» **Directions**:
Every line of the records below from the line with "for handle in" up to and including the line with "let worker = match" must be reproduced exactly, and no line outside that range.

» **Recorded data**:
::::

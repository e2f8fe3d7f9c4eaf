//! Bounded object name lookups.
//!
//! `NtQueryObject(ObjectNameInformation)` can block indefinitely on some
//! objects. Queries run on a dedicated thread and the caller waits at most
//! the configured timeout. A worker that overruns is abandoned; it exits on
//! its own once the stuck call returns and it finds nobody listening. At most
//! [`MAX_WORKERS`] threads exist at once, abandoned ones included.

use crate::error::Error;
use crate::native::{self, NtApi, OwnedHandle};
use std::sync::atomic::{AtomicUsize, Ordering};
use std::sync::mpsc::{self, Receiver, RecvTimeoutError, Sender};
use std::sync::{Arc, Mutex, PoisonError};
use std::thread;
use std::time::Duration;
use tracing::{debug, trace};

/// Upper bound on name query threads, the active one plus abandoned ones
/// still stuck in the kernel.
pub const MAX_WORKERS: usize = 4;

/// Counts one live worker thread until dropped.
struct Alive(Arc<AtomicUsize>);

impl Drop for Alive {
    fn drop(&mut self) {
        self.0.fetch_sub(1, Ordering::SeqCst);
    }
}

struct Worker {
    requests: Sender<OwnedHandle>,
    replies: Receiver<Result<String, Error>>,
}

impl Worker {
    fn spawn(api: Arc<dyn NtApi>, live: &Arc<AtomicUsize>) -> Result<Self, Error> {
        let (requests, inbox) = mpsc::channel::<OwnedHandle>();
        let (outbox, replies) = mpsc::channel();

        live.fetch_add(1, Ordering::SeqCst);
        let alive = Alive(Arc::clone(live));
        thread::Builder::new()
            .name("object-name-query".into())
            .spawn(move || {
                let _alive = alive;
                for handle in inbox {
                    let result = native::query_object_name(&*api, handle.raw());
                    // The duplicate is ours; close it before reporting back.
                    drop(handle);
                    if outbox.send(result).is_err() {
                        break;
                    }
                }
            })
            .map_err(Error::Thread)?;

        Ok(Self { requests, replies })
    }
}

pub struct NameQuery {
    api: Arc<dyn NtApi>,
    timeout: Duration,
    worker: Mutex<Option<Worker>>,
    live: Arc<AtomicUsize>,
}

impl NameQuery {
    pub fn new(api: Arc<dyn NtApi>, timeout: Duration) -> Self {
        Self {
            api,
            timeout,
            worker: Mutex::new(None),
            live: Arc::new(AtomicUsize::new(0)),
        }
    }

    pub fn timeout(&self) -> Duration {
        self.timeout
    }

    /// Worker threads currently alive, including abandoned ones.
    pub fn live_workers(&self) -> usize {
        self.live.load(Ordering::SeqCst)
    }

    /// Resolve the name of `handle`, which must be owned by this process.
    ///
    /// The handle is closed by the worker when the query returns, even if
    /// that happens after this call has given up.
    pub fn query(&self, handle: OwnedHandle) -> Result<String, Error> {
        let raw = handle.raw();
        let mut slot = self.worker.lock().unwrap_or_else(PoisonError::into_inner);

        let worker = match slot.take() {
            Some(worker) => worker,
            None => {
                let live = self.live_workers();
                if live >= MAX_WORKERS {
                    trace!(handle = %raw, live, "all name query workers are stuck");
                    return Err(Error::NameWorkersBusy { stuck: live });
                }
                Worker::spawn(Arc::clone(&self.api), &self.live)?
            }
        };

        if worker.requests.send(handle).is_err() {
            return Err(Error::NameWorkerExited);
        }

        match worker.replies.recv_timeout(self.timeout) {
            Ok(result) => {
                *slot = Some(worker);
                result
            }
            Err(RecvTimeoutError::Timeout) => {
                debug!(handle = %raw, timeout = ?self.timeout, "abandoning stuck name query");
                Err(Error::NameQueryTimedOut {
                    handle: raw,
                    timeout: self.timeout,
                })
            }
            Err(RecvTimeoutError::Disconnected) => {
                trace!(handle = %raw, "name query worker disconnected");
                Err(Error::NameWorkerExited)
            }
        }
    }
}

#[cfg(test)]
mod tests {
    use super::*;
    use crate::fake::FakeNt;
    use crate::native::RawHandle;
    use std::time::Instant;

    #[test]
    fn returns_name_and_closes_duplicate() {
        let fake = FakeNt::new();
        let local = fake.add_local(RawHandle(0x40), "Event", r"\BaseNamedObjects\Ready");
        let api: Arc<dyn NtApi> = fake.clone();
        let names = NameQuery::new(Arc::clone(&api), Duration::from_secs(5));

        let name = names.query(OwnedHandle::new(api, local)).unwrap();
        assert_eq!(name, r"\BaseNamedObjects\Ready");
        assert!(fake.is_closed(local));
    }

    #[test]
    fn stuck_query_times_out_and_worker_is_replaced() {
        let fake = FakeNt::new();
        let slow = fake.add_local(RawHandle(0x40), "Event", r"\Slow");
        let fast = fake.add_local(RawHandle(0x44), "Event", r"\Fast");
        fake.slow_name(r"\Slow", Duration::from_millis(400));
        let api: Arc<dyn NtApi> = fake.clone();
        let names = NameQuery::new(Arc::clone(&api), Duration::from_millis(50));

        let err = names
            .query(OwnedHandle::new(Arc::clone(&api), slow))
            .unwrap_err();
        assert!(matches!(err, Error::NameQueryTimedOut { .. }));

        let name = names.query(OwnedHandle::new(api, fast)).unwrap();
        assert_eq!(name, r"\Fast");

        thread::sleep(Duration::from_millis(600));
        assert!(fake.is_closed(slow));
    }

    #[test]
    fn abandoned_workers_are_capped() {
        let fake = FakeNt::new();
        fake.slow_name(r"\Slow", Duration::from_millis(800));
        let api: Arc<dyn NtApi> = fake.clone();
        let names = NameQuery::new(Arc::clone(&api), Duration::from_millis(50));

        let mut timed_out = 0;
        let mut busy = 0;
        for index in 0..(MAX_WORKERS + 6) {
            let local = fake.add_local(RawHandle(0x100 + index * 4), "Event", r"\Slow");
            match names.query(OwnedHandle::new(Arc::clone(&api), local)) {
                Err(Error::NameQueryTimedOut { .. }) => timed_out += 1,
                Err(Error::NameWorkersBusy { .. }) => busy += 1,
                other => panic!("unexpected result: {other:?}"),
            }
            assert!(names.live_workers() <= MAX_WORKERS);
        }
        assert_eq!(timed_out, MAX_WORKERS);
        assert_eq!(busy, 6);
        assert_eq!(fake.name_queries(), MAX_WORKERS);

        let deadline = Instant::now() + Duration::from_secs(5);
        while names.live_workers() > 0 && Instant::now() < deadline {
            thread::sleep(Duration::from_millis(10));
        }
        assert_eq!(names.live_workers(), 0);
        assert_eq!(fake.leaked(), 0);

        let fast = fake.add_local(RawHandle(0x40), "Event", r"\Fast");
        assert_eq!(names.query(OwnedHandle::new(api, fast)).unwrap(), r"\Fast");
    }
}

::::

» **Worked solution**:
                for handle in inbox {
                    let result = native::query_object_name(&*api, handle.raw());
                    // The duplicate is ours; close it before reporting back.
                    drop(handle);
                    if outbox.send(result).is_err() {
                        break;
                    }
                }
            })
            .map_err(Error::Thread)?;

        Ok(Self { requests, replies })
    }
}

pub struct NameQuery {
    api: Arc<dyn NtApi>,
    timeout: Duration,
    worker: Mutex<Option<Worker>>,
    live: Arc<AtomicUsize>,
}

impl NameQuery {
    pub fn new(api: Arc<dyn NtApi>, timeout: Duration) -> Self {
        Self {
            api,
            timeout,
            worker: Mutex::new(None),
            live: Arc::new(AtomicUsize::new(0)),
        }
    }

    pub fn timeout(&self) -> Duration {
        self.timeout
    }

    /// Worker threads currently alive, including abandoned ones.
    pub fn live_workers(&self) -> usize {
        self.live.load(Ordering::SeqCst)
    }

    /// Resolve the name of `handle`, which must be owned by this process.
    ///
    /// The handle is closed by the worker when the query returns, even if
    /// that happens after this call has given up.
    pub fn query(&self, handle: OwnedHandle) -> Result<String, Error> {
        let raw = handle.raw();
        let mut slot = self.worker.lock().unwrap_or_else(PoisonError::into_inner);

        let worker = match slot.take() {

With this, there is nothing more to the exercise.